BRIEF: Should any entry seem unclear, still set it down exactly as given, along with all the others.

━━━━

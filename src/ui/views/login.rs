//! Notice shown when the session may not open the cities screen.

use ratatui::{
    layout::{Alignment, Constraint, Direction, Layout, Rect},
    style::{Modifier, Style},
    text::{Line, Span},
    widgets::{Block, Borders, Clear, Paragraph, Wrap},
    Frame,
};

use crate::ui::theme::theme;

/// Render the login-required notice centred in `area`.
pub fn render_login_required(frame: &mut Frame, area: Rect, admin_role: &str) {
    let t = theme();
    let popup = centered_rect(60, 9, area);
    frame.render_widget(Clear, popup);

    let lines = vec![
        Line::from(Span::styled(
            "Login required",
            Style::default().fg(t.danger).add_modifier(Modifier::BOLD),
        )),
        Line::from(""),
        Line::from(format!(
            "This screen needs a session token with the '{}' role.",
            admin_role
        )),
        Line::from(Span::styled(
            "Run `cityadmin session set --token <TOKEN> --role <ROLE>`, then press [r].",
            Style::default().fg(t.muted),
        )),
    ];

    let paragraph = Paragraph::new(lines)
        .alignment(Alignment::Center)
        .wrap(Wrap { trim: true })
        .block(
            Block::default()
                .title(Span::styled(" Access denied ", t.title()))
                .borders(Borders::ALL)
                .border_style(Style::default().fg(t.danger)),
        );
    frame.render_widget(paragraph, popup);
}

/// A rectangle `percent_x` wide and `height` rows tall in the middle of `area`.
fn centered_rect(percent_x: u16, height: u16, area: Rect) -> Rect {
    let vertical = Layout::default()
        .direction(Direction::Vertical)
        .constraints([
            Constraint::Fill(1),
            Constraint::Length(height),
            Constraint::Fill(1),
        ])
        .split(area);
    Layout::default()
        .direction(Direction::Horizontal)
        .constraints([
            Constraint::Percentage((100 - percent_x) / 2),
            Constraint::Percentage(percent_x),
            Constraint::Percentage((100 - percent_x) / 2),
        ])
        .split(vertical[1])[1]
}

━━━━

SOLUTION FOR THIS EXERCISE:
filename src/ui/views/login.rs
//! Notice shown when the session may not open the cities screen.

use ratatui::{
    layout::{Alignment, Constraint, Direction, Layout, Rect},
    style::{Modifier, Style},
    text::{Line, Span},
    widgets::{Block, Borders, Clear, Paragraph, Wrap},
    Frame,
};

use crate::ui::theme::theme;

/// Render the login-required notice centred in `area`.
pub fn render_login_required(frame: &mut Frame, area: Rect, admin_role: &str) {
    let t = theme();
    let popup = centered_rect(60, 9, area);
    frame.render_widget(Clear, popup);

    let lines = vec![
        Line::from(Span::styled(
            "Login required",
            Style::default().fg(t.danger).add_modifier(Modifier::BOLD),
        )),
        Line::from(""),
        Line::from(format!(
            "This screen needs a session token with the '{}' role.",
            admin_role
        )),
        Line::from(Span::styled(
            "Run `cityadmin session set --token <TOKEN> --role <ROLE>`, then press [r].",
            Style::default().fg(t.muted),
        )),
    ];

    let paragraph = Paragraph::new(lines)
        .alignment(Alignment::Center)
        .wrap(Wrap { trim: true })
        .block(
            Block::default()
                .title(Span::styled(" Access denied ", t.title()))
                .borders(Borders::ALL)
                .border_style(Style::default().fg(t.danger)),
        );
    frame.render_widget(paragraph, popup);
}

/// A rectangle `percent_x` wide and `height` rows tall in the middle of `area`.
fn centered_rect(percent_x: u16, height: u16, area: Rect) -> Rect {
    let vertical = Layout::default()
        .direction(Direction::Vertical)
        .constraints([
            Constraint::Fill(1),
            Constraint::Length(height),
            Constraint::Fill(1),
        ])
        .split(area);
    Layout::default()
        .direction(Direction::Horizontal)
        .constraints([
            Constraint::Percentage((100 - percent_x) / 2),
            Constraint::Percentage(percent_x),
            Constraint::Percentage((100 - percent_x) / 2),
        ])
        .split(vertical[1])[1]
}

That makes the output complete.